Regarding the biogeography of these three species, A. manuinflata was recorded at only three localities, all in the sub-basin of the Ibicuí-Mirim River, which in its turn is a tributary of the Ibicuí. There is no record of A. uruguayana in that sub-basin. However, this species is present in streams that form the sub-basin of the Santa Maria River, which rises in the southern part of Rio Grande do Sul and flows to the central-west region, where it joins the Ibicuí-Mirim near the Cacequi municipal district, forming the Ibicuí. Aegla inermis is only present in the eastern part of the state, in the Sinos River basin (Cará stream). There is no communication between the basins in the east and west parts of the state. Our molecular data showed Aegla manuinflata to be closely related to A. platensis and A. singularis . These two species are present in streams near those where specimens of A. manuinflata were recorded. Nevertheless, up to now the latter species was only found sharing habitat with A. longirostri . Morphologically the chelipeds of these four species are very distinct. In all but A. manuinflata there is a well-developed palmar crest, although the proportions of cheliped size in relation to other dimensions are close, in both males and females.

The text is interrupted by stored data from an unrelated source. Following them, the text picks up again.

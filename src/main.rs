//! Interactive terminal host: one player, one store, commands on stdin.

use std::sync::Arc;

use anyhow::Result;
use rand::rngs::StdRng;
use rand::SeedableRng;
use tokio::io::{AsyncBufReadExt, BufReader};

use basepressure::commit::{commit_and_record, LocalCommit};
use basepressure::config::Config;
use basepressure::logging::log_startup;
use basepressure::rank::{BoardWindow, RankEngine};
use basepressure::session::{BankReceipt, PlayerSession};
use basepressure::source::{Clock, SystemClock};
use basepressure::store::event::short_id;
use basepressure::store::queue::StoreHandle;
use basepressure::store::{PersistStatus, ScoreEvent, ScoreStore};

const HELP: &str = "commands: pump | bank | save | board [daily|weekly|all] | preview | status | reset | quit";

fn print_board(board: &[ScoreEvent], window: BoardWindow) {
    println!("--- {} board ---", window.as_str());
    if board.is_empty() {
        println!("  (no saved scores)");
    }
    for (i, e) in board.iter().enumerate() {
        let name = e.display_name.clone().unwrap_or_else(|| short_id(&e.participant_id));
        println!("{:>3}. {:<24} {:>8}", i + 1, name, e.score);
    }
}

fn print_bank(receipt: &BankReceipt) {
    println!(
        "banked {} (x{:.2}, {} pumps) total {} streak {}",
        receipt.points, receipt.multiplier, receipt.pumps, receipt.total, receipt.streak
    );
    if receipt.persist == Some(PersistStatus::Degraded) {
        println!("  storage unavailable, history kept in memory only");
    }
    if let Some(offer) = &receipt.offer {
        let reasons: Vec<&str> = offer.reasons.iter().map(|r| r.as_str()).collect();
        println!(
            "  save {}? would rank #{} of {} on the {} board [{}]",
            offer.total,
            offer.preview.rank,
            offer.preview.total,
            offer.window.as_str(),
            reasons.join(", ")
        );
    }
}

#[tokio::main]
async fn main() -> Result<()> {
    let cfg = Config::from_env();
    let clock: Arc<dyn Clock> = Arc::new(SystemClock);
    let participant = cfg.participant();
    log_startup(
        &participant.id,
        cfg.store_backend.as_str(),
        &cfg.store.key,
        cfg.round.pop_model.as_str(),
    );

    let (store, report) = ScoreStore::load(cfg.open_slot()?, cfg.store.clone(), clock.clone());
    if let Some(warning) = report.warning() {
        println!("previous history was unreadable and has been discarded ({})", warning);
    }
    let mut session = PlayerSession::new(
        participant.clone(),
        cfg.round.clone(),
        StdRng::from_entropy(),
        clock.clone(),
    );
    session.resume(store.log());

    let (store, worker) = StoreHandle::spawn(store);
    let ranks = RankEngine::local(clock.clone());
    let hook = LocalCommit;
    let mut window = cfg.board_window;

    println!("playing as {} (total {})", participant.label(), session.total());
    println!("{}", HELP);

    let mut lines = BufReader::new(tokio::io::stdin()).lines();
    while let Some(line) = lines.next_line().await? {
        let mut words = line.split_whitespace();
        let cmd = match words.next() {
            Some(cmd) => cmd.to_ascii_lowercase(),
            None => continue,
        };
        match cmd.as_str() {
            "pump" | "p" => match session.pump() {
                Ok(out) if out.popped => {
                    println!("POP! lost {} points, streak reset", out.forfeited);
                }
                Ok(out) => println!(
                    "+{} run {} x{:.2} pressure {:.0}% {}",
                    out.gained,
                    out.run_points,
                    out.multiplier,
                    out.pressure_ratio * 100.0,
                    out.tier.as_str()
                ),
                Err(err) => println!("{}", err),
            },
            "bank" | "b" => {
                let mut receipt = match session.bank() {
                    Ok(receipt) => receipt,
                    Err(err) => {
                        println!("{}", err);
                        continue;
                    }
                };
                match store.append_banked(receipt.event.clone()).await {
                    Ok(status) => receipt.persist = Some(status),
                    Err(err) => println!("bank not recorded: {}", err),
                }
                let log = store.snapshot().await?;
                receipt.offer = session.save_offer(&log, &ranks, window, &receipt);
                print_bank(&receipt);
            }
            "save" | "s" => {
                let event = match session.save_event() {
                    Ok(event) => event,
                    Err(err) => {
                        println!("{}", err);
                        continue;
                    }
                };
                match commit_and_record(&hook, &store, event).await {
                    Ok((receipt, status)) => {
                        let reference: String = receipt.reference.chars().take(12).collect();
                        println!("saved {} ({})", receipt.score, reference);
                        if status == PersistStatus::Degraded {
                            println!("  storage unavailable, save kept in memory only");
                        }
                    }
                    Err(err) => println!("save failed: {}", err),
                }
            }
            "board" => {
                if let Some(arg) = words.next() {
                    match BoardWindow::parse(arg) {
                        Some(w) => window = w,
                        None => {
                            println!("unknown board '{}'", arg);
                            continue;
                        }
                    }
                }
                let log = store.snapshot().await?;
                print_board(&ranks.ranked_board(&log.saved, window, cfg.board_limit), window);
            }
            "preview" => match session.save_event() {
                Ok(candidate) => {
                    let log = store.snapshot().await?;
                    let preview = ranks.preview_rank(&log.saved, window, &candidate);
                    println!(
                        "{} would rank #{} of {} on the {} board",
                        candidate.score,
                        preview.rank,
                        preview.total,
                        window.as_str()
                    );
                }
                Err(err) => println!("{}", err),
            },
            "status" => {
                let round = session.round();
                println!(
                    "total {} streak {} | round {} pumps {} run {} x{:.2} pressure {:.0}% {}",
                    session.total(),
                    session.streak(),
                    round.round_seq,
                    round.pumps,
                    round.run_points,
                    round.multiplier,
                    session.pressure_ratio() * 100.0,
                    session.risk_tier().as_str()
                );
            }
            "reset" => {
                session.reset();
                if store.reset().await? == PersistStatus::Degraded {
                    println!("storage unavailable, cleared in memory only");
                }
                println!("local history cleared");
            }
            "quit" | "q" | "exit" => break,
            _ => println!("{}", HELP),
        }
    }

    session.log_summary();
    drop(store);
    worker.await?;
    Ok(())
}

Conservation outlook. This species can be considered “Vulnerable”, according to the criteria of the International Union for Conservation of Nature ( IUCN 2001), because it has been recorded in only three localities up to the present, and its populations can be considered as fragmented and with limited distributions. Moreover, agricultural activity in the hydrographic basin, mainly pig farming, whose effluents are usually discharged into streams, may impair the water quality, and hence the survival of these crustaceans.